In this election year, can anyone offer us anything better?
It must say something that, despite my advancing age, I remain as optimistic as Crispin Hull ("Here's How Independents Could Clean House", canberratimes.com.au, January 18) in believing that the sickness infecting our political arrangements can be cured and find myself agreeing with almost all of his prescriptions.
But I can't agree with his proposal to give Parliament the power to veto appointments to our courts and tribunals. While no doubt well intentioned (who isn't appalled by key legal roles being assigned to cronies?) we have the example of the USA to deter us from that path.
With the US appointment process being so open, the personal opinions of the nominee become the factor that determines whether they get appointed.
And, with many members of political parties nowadays holding views well outside those of the mainstream, we find that judicial candidates must also embrace more extreme views if they are to get a gig.

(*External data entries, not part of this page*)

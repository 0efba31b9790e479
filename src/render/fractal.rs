//! Escape-time Julia renderer with a slowly breathing zoom.
//!
//! Each frame is computed from scratch; the renderer itself is immutable.

use crate::error::RenderError;

/// Iteration cap for the escape-time loop
pub const MAX_ITERATIONS: u32 = 45;

/// Fixed Julia constant `c = -0.745 + 0.1i`
pub const JULIA_C: (f64, f64) = (-0.745, 0.1);

/// Squared escape radius
const ESCAPE_RADIUS_SQ: f64 = 4.0;

/// Zoom breathing divisor in milliseconds (period ≈ 2π·1200 ms ≈ 7.5 s)
const ZOOM_PERIOD_DIVISOR_MS: f64 = 1200.0;
const ZOOM_AMPLITUDE: f64 = 0.2;

/// An RGBA pixel grid with dimensions fixed at creation.
#[derive(Clone, Debug, PartialEq, Eq)]
pub struct FrameBuffer {
    width: usize,
    height: usize,
    pixels: Vec<u8>,
}

impl FrameBuffer {
    /// Create an opaque black buffer
    pub fn new(width: usize, height: usize) -> Self {
        let mut pixels = vec![0u8; width * height * 4];
        for px in pixels.chunks_exact_mut(4) {
            px[3] = 255;
        }
        Self {
            width,
            height,
            pixels,
        }
    }

    pub fn width(&self) -> usize {
        self.width
    }

    pub fn height(&self) -> usize {
        self.height
    }

    pub fn pixel_count(&self) -> usize {
        self.width * self.height
    }

    /// RGBA at (x, y). Panics if out of bounds.
    pub fn pixel(&self, x: usize, y: usize) -> [u8; 4] {
        let idx = (x + y * self.width) * 4;
        [
            self.pixels[idx],
            self.pixels[idx + 1],
            self.pixels[idx + 2],
            self.pixels[idx + 3],
        ]
    }

    pub fn set_pixel(&mut self, x: usize, y: usize, rgba: [u8; 4]) {
        let idx = (x + y * self.width) * 4;
        self.pixels[idx..idx + 4].copy_from_slice(&rgba);
    }

    /// Row-major RGBA bytes, 4 per pixel
    pub fn as_rgba(&self) -> &[u8] {
        &self.pixels
    }

    pub fn pixels_mut(&mut self) -> std::slice::ChunksExactMut<'_, u8> {
        self.pixels.chunks_exact_mut(4)
    }

    pub fn pixels(&self) -> std::slice::ChunksExact<'_, u8> {
        self.pixels.chunks_exact(4)
    }
}

/// Zoom factor at `elapsed_ms`: `1 + 0.2·sin(t / 1200)`
pub fn zoom_at(elapsed_ms: f64) -> f64 {
    1.0 + ZOOM_AMPLITUDE * (elapsed_ms / ZOOM_PERIOD_DIVISOR_MS).sin()
}

/// Number of iterations of `z ← z² + c` performed before `|z|² ≥ 4`,
/// capped at [`MAX_ITERATIONS`] for points that never escape.
pub fn escape_iterations(mut zx: f64, mut zy: f64) -> u32 {
    let (cx, cy) = JULIA_C;
    let mut i = 0;
    while zx * zx + zy * zy < ESCAPE_RADIUS_SQ && i < MAX_ITERATIONS {
        let tmp = zx * zx - zy * zy + cx;
        zy = 2.0 * zx * zy + cy;
        zx = tmp;
        i += 1;
    }
    i
}

/// Map an iteration count to RGBA. Channels saturate at 255 instead of
/// wrapping, so interior points (`i = 45`) are solid white.
pub fn iteration_color(i: u32) -> [u8; 4] {
    let channel = |k: u32| i.saturating_mul(k).min(255) as u8;
    [channel(22), channel(8), channel(45), 255]
}

/// Computes one frame per call; holds only its fixed surface size.
#[derive(Clone, Debug)]
pub struct FractalRenderer {
    width: usize,
    height: usize,
}

impl FractalRenderer {
    /// Fails when the drawing surface has no area
    pub fn new(width: usize, height: usize) -> Result<Self, RenderError> {
        if width == 0 || height == 0 {
            return Err(RenderError::InvalidSurface { width, height });
        }
        Ok(Self { width, height })
    }

    pub fn width(&self) -> usize {
        self.width
    }

    pub fn height(&self) -> usize {
        self.height
    }

    /// Map a screen pixel to its starting point in the complex plane
    pub fn screen_to_plane(&self, x: usize, y: usize, zoom: f64) -> (f64, f64) {
        let w = self.width as f64;
        let h = self.height as f64;
        let zx = 1.5 * (x as f64 - w / 2.0) / (0.55 * zoom * w);
        let zy = (y as f64 - h / 2.0) / (0.55 * zoom * h);
        (zx, zy)
    }

    /// Render a fresh frame for the given elapsed time
    pub fn render(&self, elapsed_ms: f64) -> FrameBuffer {
        let zoom = zoom_at(elapsed_ms);
        let mut frame = FrameBuffer::new(self.width, self.height);
        for y in 0..self.height {
            for x in 0..self.width {
                let (zx, zy) = self.screen_to_plane(x, y, zoom);
                frame.set_pixel(x, y, iteration_color(escape_iterations(zx, zy)));
            }
        }
        frame
    }
}

#[cfg(test)]
mod tests {
    use super::*;

    #[test]
    fn test_color_mapping_is_clamped() {
        assert_eq!(iteration_color(45), [255, 255, 255, 255]);
        assert_eq!(iteration_color(1), [22, 8, 45, 255]);
        assert_eq!(iteration_color(0), [0, 0, 0, 255]);
        // 6·45 = 270 saturates blue, 12·22 = 264 saturates red
        assert_eq!(iteration_color(6), [132, 48, 255, 255]);
        assert_eq!(iteration_color(12), [255, 96, 255, 255]);
    }

    #[test]
    fn test_color_never_wraps() {
        for i in 0..=MAX_ITERATIONS {
            let [r, g, b, a] = iteration_color(i);
            assert_eq!(a, 255);
            assert!(r as u32 <= 255 && g as u32 <= 255 && b as u32 <= 255);
            assert_eq!(r as u32, (i * 22).min(255));
            assert_eq!(g as u32, (i * 8).min(255));
            assert_eq!(b as u32, (i * 45).min(255));
        }
    }

    #[test]
    fn test_escape_iterations_bounds() {
        // Far outside the escape radius: no iterations at all
        assert_eq!(escape_iterations(3.0, 3.0), 0);
        // Just inside: exactly one step before escaping
        assert_eq!(escape_iterations(1.9, 0.0), 1);
        // The origin's orbit outlasts the iteration cap
        assert_eq!(escape_iterations(0.0, 0.0), MAX_ITERATIONS);
    }

    #[test]
    fn test_zoom_breathes_between_bounds() {
        assert!((zoom_at(0.0) - 1.0).abs() < 1e-12);
        let peak = zoom_at(1200.0 * std::f64::consts::FRAC_PI_2);
        assert!((peak - 1.2).abs() < 1e-12);
        let trough = zoom_at(1200.0 * 3.0 * std::f64::consts::FRAC_PI_2);
        assert!((trough - 0.8).abs() < 1e-12);
    }

    #[test]
    fn test_renderer_rejects_empty_surface() {
        assert!(FractalRenderer::new(0, 10).is_err());
        assert!(FractalRenderer::new(10, 0).is_err());
        assert!(FractalRenderer::new(1, 1).is_ok());
    }

    #[test]
    fn test_center_pixel_is_interior_white() {
        let renderer = FractalRenderer::new(40, 30).unwrap();
        let frame = renderer.render(0.0);
        assert_eq!(frame.width(), 40);
        assert_eq!(frame.height(), 30);
        assert_eq!(frame.as_rgba().len(), 40 * 30 * 4);
        // Screen center maps to the origin, whose orbit outlasts the cap
        assert_eq!(frame.pixel(20, 15), [255, 255, 255, 255]);
    }

    #[test]
    fn test_render_is_deterministic_for_same_time() {
        let renderer = FractalRenderer::new(16, 12).unwrap();
        assert_eq!(renderer.render(500.0), renderer.render(500.0));
    }
}
//! BORE Dashboard
//!
//! A frame-pacing visualizer that shows how a latency-biased scheduler keeps an
//! interactive task smooth while a CPU-bound workload runs, and how a fair
//! scheduler lets it stutter.
//!
//! The system is organized into functional modules:
//! - **error**: Unified error type hierarchy
//! - **models**: Render state and wire types shared by client and backend
//! - **config**: Settings file, validation and defaults
//! - **log_collector**: Non-blocking logging pipeline behind the `log` facade
//! - **render**: Fractal renderer, contention simulator, FrameClock and FPS monitor
//! - **workload**: WorkloadController and the launchers behind it
//! - **server**: axum backend exposing the status and command channels
//! - **sync**: Client side of those channels (polling, commands, reconciliation)
//! - **ui**: egui visualizer
//! - **monitor**: htop-style terminal view of the backend status
//! - **research**: Offline scheduler comparison

pub mod error;
pub mod models;

pub mod config;
pub mod log_collector;

pub mod render;
pub mod workload;

pub mod server;
pub mod sync;

pub mod monitor;
pub mod research;
pub mod ui;

// Re-export the log crate for macro usage
pub use log;

pub use error::{AppError, Result};
pub use log_collector::{init_logging, LogCollector, LogLine};
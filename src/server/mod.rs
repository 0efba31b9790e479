//! HTTP backend.
//!
//! Exposes the WorkloadController over `GET /status` and `POST /command`
//! (plus the `/api/status` and `/api/stress` aliases older dashboards use).

pub mod api;

use std::future::Future;
use std::net::SocketAddr;
use std::sync::Arc;

use axum::routing::{get, post};
use axum::Router;
use tower_http::cors::CorsLayer;

use crate::workload::WorkloadController;

/// Build the complete application router with all routes and middleware.
pub fn build_router(controller: Arc<WorkloadController>) -> Router {
    Router::new()
        .route("/health", get(api::health))
        .route("/status", get(api::status))
        .route("/command", post(api::command))
        // Legacy paths
        .route("/api/status", get(api::status))
        .route("/api/stress", post(api::command))
        // The visualizer may be served from another origin
        .layer(CorsLayer::permissive())
        .with_state(controller)
}

/// Bind `addr` and serve until `shutdown` resolves, then retire any live session.
pub async fn serve<F>(
    addr: SocketAddr,
    controller: Arc<WorkloadController>,
    shutdown: F,
) -> std::io::Result<()>
where
    F: Future<Output = ()> + Send + 'static,
{
    let app = build_router(Arc::clone(&controller));
    let listener = tokio::net::TcpListener::bind(addr).await?;
    log::info!("[Server] Listening on http://{}", listener.local_addr()?);

    axum::serve(listener, app)
        .with_graceful_shutdown(shutdown)
        .await?;

    log::info!("[Server] Shutting down, stopping workload");
    tokio::task::spawn_blocking(move || controller.shutdown())
        .await
        .map_err(std::io::Error::other)?;
    Ok(())
}
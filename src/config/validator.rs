//! Config validation.

use super::AppConfig;
use crate::error::ConfigError;
use std::net::SocketAddr;

/// Shortest poll interval accepted
pub const MIN_POLL_INTERVAL_MS: u64 = 50;

/// Validate a complete configuration
pub fn validate_config(config: &AppConfig) -> Result<(), ConfigError> {
    validate_bind_addr(&config.server.bind_addr)?;
    validate_backend_url(&config.client.backend_url)?;
    validate_poll_interval(config.client.poll_interval_ms)?;
    validate_canvas(config.client.canvas_width, config.client.canvas_height)?;
    validate_noise_probability(config.client.noise_probability)?;
    Ok(())
}

/// Bind address must parse as `host:port`.
pub fn validate_bind_addr(addr: &str) -> Result<(), ConfigError> {
    addr.parse::<SocketAddr>().map(|_| ()).map_err(|e| {
        ConfigError::ValidationFailed(format!("Invalid bind address '{}': {}", addr, e))
    })
}

/// Backend URL must be http(s) with a host.
pub fn validate_backend_url(url: &str) -> Result<(), ConfigError> {
    let rest = url
        .strip_prefix("http://")
        .or_else(|| url.strip_prefix("https://"))
        .ok_or_else(|| {
            ConfigError::ValidationFailed(format!(
                "Backend URL must start with http:// or https://, got: {}",
                url
            ))
        })?;

    if rest.is_empty() || rest.starts_with('/') {
        return Err(ConfigError::ValidationFailed(format!(
            "Backend URL has no host: {}",
            url
        )));
    }
    Ok(())
}

pub fn validate_poll_interval(interval_ms: u64) -> Result<(), ConfigError> {
    if interval_ms < MIN_POLL_INTERVAL_MS {
        return Err(ConfigError::ValidationFailed(format!(
            "Poll interval must be at least {} ms, got: {}",
            MIN_POLL_INTERVAL_MS, interval_ms
        )));
    }
    Ok(())
}

pub fn validate_canvas(width: usize, height: usize) -> Result<(), ConfigError> {
    if width == 0 || height == 0 {
        return Err(ConfigError::ValidationFailed(format!(
            "Canvas dimensions must be non-zero, got: {}x{}",
            width, height
        )));
    }
    Ok(())
}

pub fn validate_noise_probability(p: f64) -> Result<(), ConfigError> {
    if !(0.0..=1.0).contains(&p) {
        return Err(ConfigError::ValidationFailed(format!(
            "Noise probability must be within [0, 1], got: {}",
            p
        )));
    }
    Ok(())
}
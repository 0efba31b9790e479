//! Status and command transports

use futures::future::{BoxFuture, FutureExt};
use std::sync::Arc;
use std::time::Duration;

use crate::error::TransportError;
use crate::models::{CommandRequest, CommandResponse, ErrorResponse, StatusSnapshot};
use crate::workload::WorkloadController;

/// Reaches a WorkloadController, remotely or in-process
pub trait BackendTransport: Send + Sync {
    fn fetch_status(&self) -> BoxFuture<'static, Result<StatusSnapshot, TransportError>>;
    fn send_command(
        &self,
        request: CommandRequest,
    ) -> BoxFuture<'static, Result<CommandResponse, TransportError>>;
}

/// JSON over HTTP to a `bore_backend`
#[derive(Clone)]
pub struct HttpTransport {
    client: reqwest::Client,
    base_url: String,
}

impl HttpTransport {
    pub fn new(base_url: &str, timeout: Duration) -> Result<Self, TransportError> {
        let client = reqwest::Client::builder().timeout(timeout).build()?;
        Ok(Self {
            client,
            base_url: base_url.trim_end_matches('/').to_string(),
        })
    }

    pub fn status_url(&self) -> String {
        format!("{}/status", self.base_url)
    }

    pub fn command_url(&self) -> String {
        format!("{}/command", self.base_url)
    }
}

impl BackendTransport for HttpTransport {
    fn fetch_status(&self) -> BoxFuture<'static, Result<StatusSnapshot, TransportError>> {
        let client = self.client.clone();
        let url = self.status_url();
        async move {
            let response = client.get(&url).send().await?;
            if !response.status().is_success() {
                return Err(TransportError::BadStatus(response.status().as_u16()));
            }
            Ok(response.json::<StatusSnapshot>().await?)
        }
        .boxed()
    }

    fn send_command(
        &self,
        request: CommandRequest,
    ) -> BoxFuture<'static, Result<CommandResponse, TransportError>> {
        let client = self.client.clone();
        let url = self.command_url();
        async move {
            let response = client.post(&url).json(&request).send().await?;
            let status = response.status();
            if !status.is_success() {
                // The backend explains launch failures in an error body
                return Err(match response.json::<ErrorResponse>().await {
                    Ok(body) => TransportError::Rejected(body.message),
                    Err(_) => TransportError::BadStatus(status.as_u16()),
                });
            }
            let body = response.json::<CommandResponse>().await?;
            if !body.is_ok() {
                return Err(TransportError::Rejected(body.status));
            }
            Ok(body)
        }
        .boxed()
    }
}

/// Drives a controller living in the same process (`--embedded`)
#[derive(Clone)]
pub struct LocalTransport {
    controller: Arc<WorkloadController>,
}

impl LocalTransport {
    pub fn new(controller: Arc<WorkloadController>) -> Self {
        Self { controller }
    }
}

impl BackendTransport for LocalTransport {
    fn fetch_status(&self) -> BoxFuture<'static, Result<StatusSnapshot, TransportError>> {
        futures::future::ready(Ok(self.controller.get_status())).boxed()
    }

    fn send_command(
        &self,
        request: CommandRequest,
    ) -> BoxFuture<'static, Result<CommandResponse, TransportError>> {
        let controller = Arc::clone(&self.controller);
        async move {
            tokio::task::spawn_blocking(move || controller.set_command(request.enabled, request.mode))
                .await
                .map_err(|e| TransportError::Rejected(e.to_string()))?
                .map_err(|e| TransportError::Rejected(e.to_string()))?;
            Ok(CommandResponse::ok(request))
        }
        .boxed()
    }
}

Consequently, I believe that Crispin's position on this matter would ultimately undermine the integrity of the institutions his article otherwise defends.
Thank goodness Crispin Hull sees a way out of our current failing, problem-ridden government ("Here's How Independents Could Clean House", canberratimes.com.au, January 18).
He considers that "the big hope" for wiser government lies in a hung parliament with six or more independents holding the balance of power. Those MPs should then "concentrate on process and good government" by establishing reforms including in relation to integrity, reducing lobbyists, and reforming the donations system.
Once those basics are in place, the needed changes re energy, environment, economy, refugees and so on will ensue at last.
Re: "Rich get richer: Wealth of world's 10 richest men doubled in pandemic - Oxfam" (canberratimes.com.au, January 18).
Oxfam is to be applauded for doing the research to let the rest of humanity know about the stark inequality. But there is no real surprise in the revelations.
The rich have always been getting richer and the richest richer still.
That's why the overwhelming part of humanity is in such a poor state.